I consult, write, and speak on running better technology businesses (tech firms and IT captives) and the things that make it possible: good governance behaviors (activist investing in IT), what matters most (results, not effort), how we organize (restructure from the technologically abstract to the business concrete), how we execute and manage (replacing industrial with professional), how we plan (debunking the myth of control), and how we pay the bills (capital-intensive financing and budgeting in an agile world). I am increasingly interested in robustness over optimization.

Wednesday, July 31, 2024

US automakers are struggling with electrification. They won’t have that luxury bringing autonomy to market.

Four years ago today, I blogged about the difficulty automakers faced in transitioning to electric vehicles, specifically that there were consequences to transitioning too soon or too late. Here we are, four years later, and US automakers are in a tight place. Manufacturers invested heavily in the factories, only for sales to stall right when OEMs need them to soar. EV product discounts are eroding margins. Legacy US automaker losses on EVs have been papered over by strong sales of products in the combustion portfolio. They are deferring investments in PPE and new models.

It’s not just the legacy automakers that are finding the electric vehicle business difficult. Lordstown filed. Fisker filed (different legal entity, same outcome). Rivian - losing money making vehicles - needs VW’s cash lifeline as much as VW needs software to sort out their struggles creating an EV platform.

Regulation requires automakers to make more EVs but do not obligate consumers to buy EVs. Range limitations, inadequate charging infrastructure, power loss in cold weather, higher repair costs, higher insurance costs and the occasional fire are turning out to be disincentives that are overwhelming Treasury’s tax credit incentive.
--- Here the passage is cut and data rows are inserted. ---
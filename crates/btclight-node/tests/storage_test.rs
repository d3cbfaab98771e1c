//! Storage round trips through a real light client, outside the node wrapper.

use btclight_consensus::{ChangeSet, LightClient, checkpoint};
use btclight_core::chain_store::{ChainStore, MemoryChainStore};
use btclight_core::constants::Network;
use btclight_core::types::{BlockHeader, Hash256};
use btclight_core::work::{compact_to_target, hash_meets_target};
use btclight_node_lib::storage::RocksStore;

const REGTEST_BITS: u32 = 0x207fffff;
const AGE: u64 = 4;
const T0: u32 = 1_700_000_000;

fn mine(mut header: BlockHeader) -> BlockHeader {
    let (target, _, _) = compact_to_target(header.bits);
    while !hash_meets_target(&header.hash(), target) {
        header.nonce += 1;
    }
    header
}

fn child(parent: &BlockHeader, tag: u8) -> BlockHeader {
    mine(BlockHeader {
        version: 4,
        prev_block: parent.hash(),
        merkle_root: Hash256([tag; 32]),
        timestamp: parent.timestamp + 600,
        bits: REGTEST_BITS,
        nonce: 0,
    })
}

fn chain(len: usize) -> Vec<BlockHeader> {
    let mut headers = vec![mine(BlockHeader {
        version: 4,
        prev_block: Hash256::ZERO,
        merkle_root: Hash256::ZERO,
        timestamp: T0,
        bits: REGTEST_BITS,
        nonce: 0,
    })];
    for i in 1..len {
        let next = child(&headers[i - 1], i as u8);
        headers.push(next);
    }
    headers
}

fn client(store: MemoryChainStore) -> LightClient<MemoryChainStore> {
    LightClient::with_clock(Network::Regressionnet.params(), store, AGE, || u64::from(T0) + 1_000_000)
        .unwrap()
}

#[test]
fn incremental_writes_match_in_memory_state() {
    let dir = tempfile::tempdir().unwrap();
    let rocks = RocksStore::open(dir.path().join("chaindata")).unwrap();

    let headers = chain(8);
    let mut store = MemoryChainStore::new();
    checkpoint::seed(&mut store, 0, &headers, AGE).unwrap();
    rocks.persist_snapshot(&store.snapshot()).unwrap();
    let mut lc = client(store);

    // A side branch that gets pruned, then a main chain that outgrows it.
    let side = child(&headers[5], 0xF0);
    let mut main = Vec::new();
    let mut parent = headers[7];
    for tag in 0..4u8 {
        parent = child(&parent, 0xA0 + tag);
        main.push(parent);
    }

    for batch in [vec![side], main[..2].to_vec(), main[2..].to_vec()] {
        let mut changes = ChangeSet::default();
        lc.insert_and_finalize(&batch, &mut changes).unwrap();
        rocks.persist(&changes, lc.store()).unwrap();
    }

    assert!(!lc.contains_block(&side.hash()));
    assert!(rocks.get_block(&side.hash()).unwrap().is_none());

    let mut expected = lc.store().snapshot();
    let mut loaded = rocks.load_snapshot().unwrap();
    expected.blocks.sort_by_key(|(lb, _)| lb.hash());
    loaded.blocks.sort_by_key(|(lb, _)| lb.hash());
    assert_eq!(loaded, expected);

    let restored = rocks.load().unwrap();
    assert_eq!(restored.checkpoint(), lc.checkpoint());
    assert_eq!(restored.best_fork(), lc.best_fork());
    assert_eq!(restored.finalized_count(), lc.store().finalized_count());
}

#[test]
fn restored_store_accepts_new_headers() {
    let dir = tempfile::tempdir().unwrap();
    let path = dir.path().join("chaindata");
    let headers = chain(8);

    {
        let rocks = RocksStore::open(&path).unwrap();
        let mut store = MemoryChainStore::new();
        checkpoint::seed(&mut store, 0, &headers, AGE).unwrap();
        rocks.persist_snapshot(&store.snapshot()).unwrap();
    }

    let rocks = RocksStore::open(&path).unwrap();
    let mut lc = client(rocks.load().unwrap());
    let next = child(&headers[7], 0xC0);
    let mut changes = ChangeSet::default();
    lc.insert_and_finalize(&[next], &mut changes).unwrap();
    rocks.persist(&changes, lc.store()).unwrap();

    assert_eq!(lc.checkpoint().unwrap().height, 5);
    assert_eq!(rocks.get_block_hash(5).unwrap(), Some(headers[5].hash()));
}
Four years on, the electric future is still the future.

My point then was that making a one-way, all-in bet is a risky strategy. While the future may be a legislated certainty, the path to that future is not. The best way to deal with transitional uncertainty is to “muddle through” with policies that enable adaptability, attentiveness, and awareness. Toyota’s preference for hybrids over pure electric, and Porsche’s and Mercedes-Benz investment in flexline manufacturing, are examples of maintaining optionality by transitioning product and operations.
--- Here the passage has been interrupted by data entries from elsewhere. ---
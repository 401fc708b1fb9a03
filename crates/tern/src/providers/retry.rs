use std::future::Future;
use std::time::Duration;

use rand::Rng;
use tokio_util::sync::CancellationToken;
use tracing::debug;

use crate::errors::ProviderError;

/// Floor for provider-supplied retry hints. Reset timestamps can sit in
/// the past, and sleeping zero would turn the backoff into a busy loop.
pub const MIN_HINT_DELAY: Duration = Duration::from_secs(1);

/// Bounds for the retry loop around one provider call.
#[derive(Debug, Clone)]
pub struct RetryConfig {
    /// Total calls allowed, including the first one
    pub max_attempts: u32,
    pub base_delay: Duration,
    pub max_delay: Duration,
    /// Fraction of the delay added as random jitter
    pub jitter: f64,
}

impl Default for RetryConfig {
    fn default() -> Self {
        Self {
            max_attempts: 3,
            base_delay: Duration::from_secs(1),
            max_delay: Duration::from_secs(30),
            jitter: 0.1,
        }
    }
}

/// What to do with a failed attempt.
enum Disposition {
    /// Try again, optionally after the delay the provider asked for
    Retry(Option<Duration>),
    /// Give up and surface the error as-is
    Fatal,
}

/// Only rate limiting is retried. Configuration problems, rejected
/// requests, and transport failures do not get better by waiting.
fn classify(error: &ProviderError) -> Disposition {
    match error {
        ProviderError::RateLimited { retry_after } => Disposition::Retry(*retry_after),
        _ => Disposition::Fatal,
    }
}

impl RetryConfig {
    /// Delay before the next attempt: the provider's own hint when it gave
    /// one, otherwise exponential backoff, either way capped and jittered.
    fn delay_for(&self, attempt: u32, hint: Option<Duration>) -> Duration {
        let base = match hint {
            Some(hint) => hint.clamp(MIN_HINT_DELAY, self.max_delay),
            None => self
                .base_delay
                .saturating_mul(2u32.saturating_pow(attempt))
                .min(self.max_delay),
        };
        if self.jitter > 0.0 {
            base + base.mul_f64(rand::thread_rng().gen_range(0.0..self.jitter))
        } else {
            base
        }
    }
}

/// Run one provider call with bounded retries on rate limiting.
///
/// Fatal errors pass through on first occurrence. Rate limits are retried
/// up to `max_attempts` total calls with a sleep in between, and surface
/// as `RateLimitExceeded` once the budget is spent. Cancellation wins any
/// race against the in-flight call or a backoff sleep.
pub async fn with_retries<T, F, Fut>(
    config: &RetryConfig,
    cancel: &CancellationToken,
    mut operation: F,
) -> Result<T, ProviderError>
where
    F: FnMut() -> Fut,
    Fut: Future<Output = Result<T, ProviderError>>,
{
    let mut attempt = 0;
    loop {
        let result = tokio::select! {
            result = operation() => result,
            _ = cancel.cancelled() => return Err(ProviderError::Cancelled),
        };

        let error = match result {
            Ok(value) => return Ok(value),
            Err(error) => error,
        };

        match classify(&error) {
            Disposition::Fatal => return Err(error),
            Disposition::Retry(hint) => {
                attempt += 1;
                if attempt >= config.max_attempts {
                    return Err(ProviderError::RateLimitExceeded { attempts: attempt });
                }
                let delay = config.delay_for(attempt - 1, hint);
                debug!(
                    attempt,
                    delay_ms = delay.as_millis() as u64,
                    "rate limited, backing off"
                );
                tokio::select! {
                    _ = tokio::time::sleep(delay) => {}
                    _ = cancel.cancelled() => return Err(ProviderError::Cancelled),
                }
            }
        }
    }
}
With the all-in strategy stalling, automakers are pulling back on electric vehicle production and lobbying congress to ease the timing of electrification mandates. If they are successful, it will buy automakers more time but create more market confusion. How committed are regulators to transition? Will consumers be forced to buy EVs? Will suppliers extend production for parts to keep older model combustion vehicles roadworthy for longer?

Transitory states do not pander to human impatience because they create the appearance of extended transition. But transitory states give OEMs and their suppliers, dealers, lenders, insurance companies, consumers and regulators the opportunity to learn and adjust. And in this case, the counterfactual - that bringing EVs to market in large numbers will result in a rapid transition of the fleet - is known to be untrue.

Smart strategy is transitory and adaptive, not all-in. That is just as true today as it was four years ago, as it has been for all of human existence.

* * *

Automobiles are in a multistage transition. Along with electrification, automakers must transition from building human operated to autonomous vehicles.

The theory supporting aggressive investment in electrification by incumbents and new entrants is that the new regulatory regime will create conditions for a financial windfall through share capture during transition. As pointed out above, disjointed public policy has not created those conditions in the US, and an investment frenzy has yielded an abundance of EVs which, in turn, has depressed returns for OEMs. As mentioned previously, any changes (i.e., relaxation) in public policy will only create more uncertainty that further threaten returns.

Autonomy is a much different opportunity. A bet on autonomy is a bet on the belief that autonomy brings entirely new and different use cases into the transportation sector. E.g., airlines stand to lose passenger volume on short haul flights to autonomous vehicles available through transportation-as-a-service. The payoff for autonomy is much, much larger than electrification.

The prize is bigger, the price is bigger. Electrification has gobbled up billions of dollars; autonomy will gobble up even more. The technology is more complex, the liability (for passenger, pedestrian and property) is greater, and the business models that exploit it are as yet unknown and unproven. Not to mention, autonomy will become even more complex once there is critical mass of autonomous vehicles on the road as the fleet can be made to behave collectively, not just individually.

Automakers hope the regulatory clock slows down to give them time to sort out electrification. Meanwhile, the race - a higher stakes race - is on for autonomy. There turned out to be first mover advantage in electrification in the US, as Tesla is still the sales leader by a wide margin. There will be first mover advantage in autonomy if only because being first to offer “free time for all the humans” will capture a lot of unit sales.

But the financial windfall from autonomy won’t come from vehicle sales: it will come from the services built around autonomous transportation. Figuring out those transformative services, everything from design to offer to pricing to availability - will emerge through discovery and thoughtful experimentation, organizational learning, adaptability and attentiveness. They will emerge by muddling through, not grand design.

The race to provide autonomy-based services starts once comprehensive autonomy is in-market. Coming in a distant runner-up in the race for autonomy will be very costly indeed.